■ WHAT TO PRODUCE: Lines in the data below that contain the word "SearchParams" are to be copied.
== RECORD EXTRACTS
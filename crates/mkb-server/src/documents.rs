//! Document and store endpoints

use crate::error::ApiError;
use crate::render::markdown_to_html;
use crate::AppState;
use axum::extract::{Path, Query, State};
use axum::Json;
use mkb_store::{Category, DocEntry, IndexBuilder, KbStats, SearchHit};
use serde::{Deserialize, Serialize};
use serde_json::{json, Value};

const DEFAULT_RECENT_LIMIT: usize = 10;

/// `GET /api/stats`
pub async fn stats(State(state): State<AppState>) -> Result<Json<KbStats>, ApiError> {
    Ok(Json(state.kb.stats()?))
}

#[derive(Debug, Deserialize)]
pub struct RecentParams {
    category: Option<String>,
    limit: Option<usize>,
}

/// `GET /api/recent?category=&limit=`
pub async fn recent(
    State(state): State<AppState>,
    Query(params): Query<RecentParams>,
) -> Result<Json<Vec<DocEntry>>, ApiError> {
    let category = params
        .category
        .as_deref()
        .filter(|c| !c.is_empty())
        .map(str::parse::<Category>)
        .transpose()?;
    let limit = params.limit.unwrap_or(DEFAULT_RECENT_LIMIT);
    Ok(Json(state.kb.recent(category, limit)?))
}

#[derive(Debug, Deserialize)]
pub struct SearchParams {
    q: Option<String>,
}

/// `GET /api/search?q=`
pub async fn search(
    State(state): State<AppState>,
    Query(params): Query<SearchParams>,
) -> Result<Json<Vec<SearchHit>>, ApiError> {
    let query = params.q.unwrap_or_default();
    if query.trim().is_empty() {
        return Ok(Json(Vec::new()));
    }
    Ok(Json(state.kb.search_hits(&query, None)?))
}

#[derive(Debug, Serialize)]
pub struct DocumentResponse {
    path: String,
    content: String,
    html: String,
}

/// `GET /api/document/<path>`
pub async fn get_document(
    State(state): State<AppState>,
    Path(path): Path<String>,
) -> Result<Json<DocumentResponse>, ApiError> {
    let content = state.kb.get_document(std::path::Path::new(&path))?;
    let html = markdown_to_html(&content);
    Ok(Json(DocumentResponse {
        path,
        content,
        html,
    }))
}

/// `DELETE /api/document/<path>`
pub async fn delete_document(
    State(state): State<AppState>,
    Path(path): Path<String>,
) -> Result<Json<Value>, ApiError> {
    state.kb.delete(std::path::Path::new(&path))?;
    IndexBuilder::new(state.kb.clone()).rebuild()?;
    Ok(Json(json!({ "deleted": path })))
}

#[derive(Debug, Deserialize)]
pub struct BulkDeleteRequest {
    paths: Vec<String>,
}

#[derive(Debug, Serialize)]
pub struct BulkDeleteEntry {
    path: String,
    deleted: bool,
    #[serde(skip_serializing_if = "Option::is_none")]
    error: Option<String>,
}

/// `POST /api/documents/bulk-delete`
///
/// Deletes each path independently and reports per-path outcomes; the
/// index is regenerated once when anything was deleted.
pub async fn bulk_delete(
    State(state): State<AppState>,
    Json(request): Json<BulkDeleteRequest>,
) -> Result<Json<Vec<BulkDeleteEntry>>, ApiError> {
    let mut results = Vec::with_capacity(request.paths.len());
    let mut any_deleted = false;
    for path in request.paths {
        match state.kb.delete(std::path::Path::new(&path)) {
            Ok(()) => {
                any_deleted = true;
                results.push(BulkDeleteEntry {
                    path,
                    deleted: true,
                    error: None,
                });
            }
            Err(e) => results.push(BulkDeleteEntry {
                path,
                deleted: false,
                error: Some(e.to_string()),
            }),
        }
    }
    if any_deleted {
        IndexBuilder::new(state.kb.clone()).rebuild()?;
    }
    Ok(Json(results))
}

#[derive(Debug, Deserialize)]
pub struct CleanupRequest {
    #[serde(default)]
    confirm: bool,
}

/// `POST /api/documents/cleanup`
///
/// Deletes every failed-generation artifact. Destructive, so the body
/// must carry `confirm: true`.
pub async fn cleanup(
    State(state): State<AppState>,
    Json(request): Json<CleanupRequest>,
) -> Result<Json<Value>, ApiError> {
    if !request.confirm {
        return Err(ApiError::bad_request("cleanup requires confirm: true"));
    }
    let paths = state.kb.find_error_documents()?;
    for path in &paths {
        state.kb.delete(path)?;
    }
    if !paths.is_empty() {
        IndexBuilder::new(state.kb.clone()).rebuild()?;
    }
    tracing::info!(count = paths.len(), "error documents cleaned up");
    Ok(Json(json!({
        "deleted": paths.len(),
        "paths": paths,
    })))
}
====
■ SOLUTION TO THIS TASK:
pub struct SearchParams {
    Query(params): Query<SearchParams>,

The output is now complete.